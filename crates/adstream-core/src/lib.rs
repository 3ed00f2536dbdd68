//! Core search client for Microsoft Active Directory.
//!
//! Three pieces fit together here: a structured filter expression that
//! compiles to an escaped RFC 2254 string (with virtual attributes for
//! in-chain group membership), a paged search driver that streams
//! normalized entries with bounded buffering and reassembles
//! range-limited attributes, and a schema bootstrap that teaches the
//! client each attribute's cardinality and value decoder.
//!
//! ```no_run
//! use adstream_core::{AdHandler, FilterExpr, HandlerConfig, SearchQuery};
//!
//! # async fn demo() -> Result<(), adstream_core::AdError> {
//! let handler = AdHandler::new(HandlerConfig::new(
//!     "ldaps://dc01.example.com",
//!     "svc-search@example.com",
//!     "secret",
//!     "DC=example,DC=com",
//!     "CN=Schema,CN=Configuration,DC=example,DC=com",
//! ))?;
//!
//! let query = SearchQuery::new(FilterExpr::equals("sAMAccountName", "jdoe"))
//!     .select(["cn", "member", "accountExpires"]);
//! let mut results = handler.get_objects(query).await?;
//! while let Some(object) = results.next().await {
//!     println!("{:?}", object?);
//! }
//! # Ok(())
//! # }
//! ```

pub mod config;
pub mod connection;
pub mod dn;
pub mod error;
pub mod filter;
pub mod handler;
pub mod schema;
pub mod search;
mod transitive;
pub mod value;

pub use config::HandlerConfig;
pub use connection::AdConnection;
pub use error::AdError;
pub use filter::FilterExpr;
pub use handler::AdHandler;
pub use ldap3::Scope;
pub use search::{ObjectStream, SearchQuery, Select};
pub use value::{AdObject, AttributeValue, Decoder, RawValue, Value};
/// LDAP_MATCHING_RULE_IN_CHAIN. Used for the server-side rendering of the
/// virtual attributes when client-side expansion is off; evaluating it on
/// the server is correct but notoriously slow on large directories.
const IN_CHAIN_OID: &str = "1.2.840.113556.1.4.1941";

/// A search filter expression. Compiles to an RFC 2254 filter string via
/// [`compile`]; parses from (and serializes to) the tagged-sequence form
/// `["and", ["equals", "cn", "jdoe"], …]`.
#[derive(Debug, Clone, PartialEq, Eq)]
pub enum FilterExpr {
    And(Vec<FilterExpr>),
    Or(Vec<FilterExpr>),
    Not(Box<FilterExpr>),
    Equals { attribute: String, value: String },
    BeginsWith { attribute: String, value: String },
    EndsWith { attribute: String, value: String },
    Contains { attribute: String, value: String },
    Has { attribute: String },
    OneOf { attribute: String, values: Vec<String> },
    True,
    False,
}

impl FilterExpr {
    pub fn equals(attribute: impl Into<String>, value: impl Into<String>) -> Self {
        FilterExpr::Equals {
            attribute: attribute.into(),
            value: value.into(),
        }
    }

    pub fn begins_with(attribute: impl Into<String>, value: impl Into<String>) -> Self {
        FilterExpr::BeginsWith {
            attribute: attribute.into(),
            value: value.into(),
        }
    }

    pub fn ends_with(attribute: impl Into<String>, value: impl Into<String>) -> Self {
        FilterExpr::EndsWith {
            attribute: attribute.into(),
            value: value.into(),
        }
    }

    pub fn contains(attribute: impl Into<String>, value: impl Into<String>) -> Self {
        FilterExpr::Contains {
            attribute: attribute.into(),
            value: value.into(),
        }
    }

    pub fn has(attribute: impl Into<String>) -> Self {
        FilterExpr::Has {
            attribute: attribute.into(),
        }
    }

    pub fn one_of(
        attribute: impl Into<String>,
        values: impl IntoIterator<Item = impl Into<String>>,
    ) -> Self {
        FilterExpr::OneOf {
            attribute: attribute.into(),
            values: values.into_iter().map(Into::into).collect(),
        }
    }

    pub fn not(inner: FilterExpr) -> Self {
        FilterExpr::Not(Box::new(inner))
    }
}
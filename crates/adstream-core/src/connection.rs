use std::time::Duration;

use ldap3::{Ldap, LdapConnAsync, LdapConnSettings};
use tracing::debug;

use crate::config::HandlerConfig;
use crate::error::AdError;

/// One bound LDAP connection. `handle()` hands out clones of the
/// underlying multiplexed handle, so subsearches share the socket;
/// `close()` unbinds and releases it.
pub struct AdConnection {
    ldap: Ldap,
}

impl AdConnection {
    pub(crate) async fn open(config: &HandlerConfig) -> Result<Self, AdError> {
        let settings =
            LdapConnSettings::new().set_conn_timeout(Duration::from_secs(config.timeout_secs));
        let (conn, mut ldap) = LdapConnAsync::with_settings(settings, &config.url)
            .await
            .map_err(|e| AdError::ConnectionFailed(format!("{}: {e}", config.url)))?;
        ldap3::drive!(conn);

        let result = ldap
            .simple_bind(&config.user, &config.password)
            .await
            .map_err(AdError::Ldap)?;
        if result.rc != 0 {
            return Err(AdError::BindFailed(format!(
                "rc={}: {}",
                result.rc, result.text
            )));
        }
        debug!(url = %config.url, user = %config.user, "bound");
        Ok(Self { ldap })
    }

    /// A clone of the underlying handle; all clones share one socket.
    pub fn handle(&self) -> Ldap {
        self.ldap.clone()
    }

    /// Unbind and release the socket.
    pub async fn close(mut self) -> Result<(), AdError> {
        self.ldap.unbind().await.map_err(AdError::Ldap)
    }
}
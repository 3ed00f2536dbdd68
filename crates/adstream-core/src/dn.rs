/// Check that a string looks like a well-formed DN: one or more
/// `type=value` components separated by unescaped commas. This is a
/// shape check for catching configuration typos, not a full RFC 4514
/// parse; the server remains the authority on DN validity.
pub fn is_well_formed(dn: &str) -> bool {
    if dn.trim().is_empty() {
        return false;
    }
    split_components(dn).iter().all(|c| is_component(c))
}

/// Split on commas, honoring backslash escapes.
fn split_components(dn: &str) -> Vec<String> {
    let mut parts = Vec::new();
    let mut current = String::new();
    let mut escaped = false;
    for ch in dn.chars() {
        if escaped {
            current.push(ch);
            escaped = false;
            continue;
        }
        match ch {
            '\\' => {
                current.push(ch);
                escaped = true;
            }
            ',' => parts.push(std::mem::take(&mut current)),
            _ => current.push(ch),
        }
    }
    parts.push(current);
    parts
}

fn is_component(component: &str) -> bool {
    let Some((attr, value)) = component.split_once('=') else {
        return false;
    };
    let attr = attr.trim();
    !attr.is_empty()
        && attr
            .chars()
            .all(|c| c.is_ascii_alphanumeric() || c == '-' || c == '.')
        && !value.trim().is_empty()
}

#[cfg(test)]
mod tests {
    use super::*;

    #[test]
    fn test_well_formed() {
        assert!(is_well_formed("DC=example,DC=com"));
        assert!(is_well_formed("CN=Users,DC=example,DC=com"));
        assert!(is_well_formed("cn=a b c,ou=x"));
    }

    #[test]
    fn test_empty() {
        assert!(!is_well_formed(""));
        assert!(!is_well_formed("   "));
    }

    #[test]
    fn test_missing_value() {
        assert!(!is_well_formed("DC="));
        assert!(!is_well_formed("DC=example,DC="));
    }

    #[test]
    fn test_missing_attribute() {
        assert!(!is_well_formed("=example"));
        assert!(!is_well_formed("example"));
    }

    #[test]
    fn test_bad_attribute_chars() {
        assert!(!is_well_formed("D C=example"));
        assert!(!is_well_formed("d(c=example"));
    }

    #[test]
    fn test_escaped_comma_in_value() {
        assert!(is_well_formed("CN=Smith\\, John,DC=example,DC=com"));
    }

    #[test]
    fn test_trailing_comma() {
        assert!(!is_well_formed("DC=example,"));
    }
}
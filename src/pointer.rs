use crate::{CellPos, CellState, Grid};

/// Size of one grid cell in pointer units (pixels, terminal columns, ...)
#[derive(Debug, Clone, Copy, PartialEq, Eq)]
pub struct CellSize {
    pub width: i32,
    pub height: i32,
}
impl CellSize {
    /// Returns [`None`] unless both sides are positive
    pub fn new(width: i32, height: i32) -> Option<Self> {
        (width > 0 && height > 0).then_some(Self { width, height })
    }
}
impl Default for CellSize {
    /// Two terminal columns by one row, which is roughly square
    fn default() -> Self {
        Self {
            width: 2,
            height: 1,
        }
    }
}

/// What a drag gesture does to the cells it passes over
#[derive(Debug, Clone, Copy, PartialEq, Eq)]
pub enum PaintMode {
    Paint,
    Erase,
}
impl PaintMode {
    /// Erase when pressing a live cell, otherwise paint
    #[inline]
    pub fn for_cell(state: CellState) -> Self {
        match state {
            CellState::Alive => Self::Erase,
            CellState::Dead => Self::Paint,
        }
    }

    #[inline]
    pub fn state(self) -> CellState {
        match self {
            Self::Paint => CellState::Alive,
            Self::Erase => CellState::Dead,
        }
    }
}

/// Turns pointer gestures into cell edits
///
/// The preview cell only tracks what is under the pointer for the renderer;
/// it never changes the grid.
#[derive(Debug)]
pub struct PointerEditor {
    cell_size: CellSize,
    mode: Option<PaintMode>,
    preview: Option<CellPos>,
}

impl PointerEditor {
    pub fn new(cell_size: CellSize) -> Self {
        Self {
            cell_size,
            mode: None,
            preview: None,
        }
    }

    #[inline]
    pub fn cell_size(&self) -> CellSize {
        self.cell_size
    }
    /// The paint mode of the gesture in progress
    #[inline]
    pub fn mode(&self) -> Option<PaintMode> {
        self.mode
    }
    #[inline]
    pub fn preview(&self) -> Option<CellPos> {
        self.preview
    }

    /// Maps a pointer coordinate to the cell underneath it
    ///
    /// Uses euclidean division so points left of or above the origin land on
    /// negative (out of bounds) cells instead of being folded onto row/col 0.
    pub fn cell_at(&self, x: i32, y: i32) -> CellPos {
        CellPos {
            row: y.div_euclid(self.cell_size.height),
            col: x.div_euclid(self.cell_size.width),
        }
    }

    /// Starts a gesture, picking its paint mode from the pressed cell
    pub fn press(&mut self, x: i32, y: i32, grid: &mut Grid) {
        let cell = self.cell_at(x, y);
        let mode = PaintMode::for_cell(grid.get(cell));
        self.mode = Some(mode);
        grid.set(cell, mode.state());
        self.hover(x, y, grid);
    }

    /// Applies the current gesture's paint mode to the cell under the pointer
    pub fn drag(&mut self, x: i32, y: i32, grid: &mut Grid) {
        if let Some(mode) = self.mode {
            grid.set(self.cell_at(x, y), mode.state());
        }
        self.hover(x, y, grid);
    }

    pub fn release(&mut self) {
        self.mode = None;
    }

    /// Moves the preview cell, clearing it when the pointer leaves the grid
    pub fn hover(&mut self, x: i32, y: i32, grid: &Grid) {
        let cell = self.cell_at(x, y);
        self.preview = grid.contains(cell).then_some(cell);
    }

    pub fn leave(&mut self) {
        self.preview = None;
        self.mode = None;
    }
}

---------------

WHAT THE TASK REQUIRES
Scan the listing for the word "filename". Copy every line in which it appears.

YOUR SOLUTION
filename crates/adstream-core/src/lib.rs
filename crates/adstream-core/src/connection.rs
filename crates/adstream-core/src/dn.rs
filename src/pointer.rs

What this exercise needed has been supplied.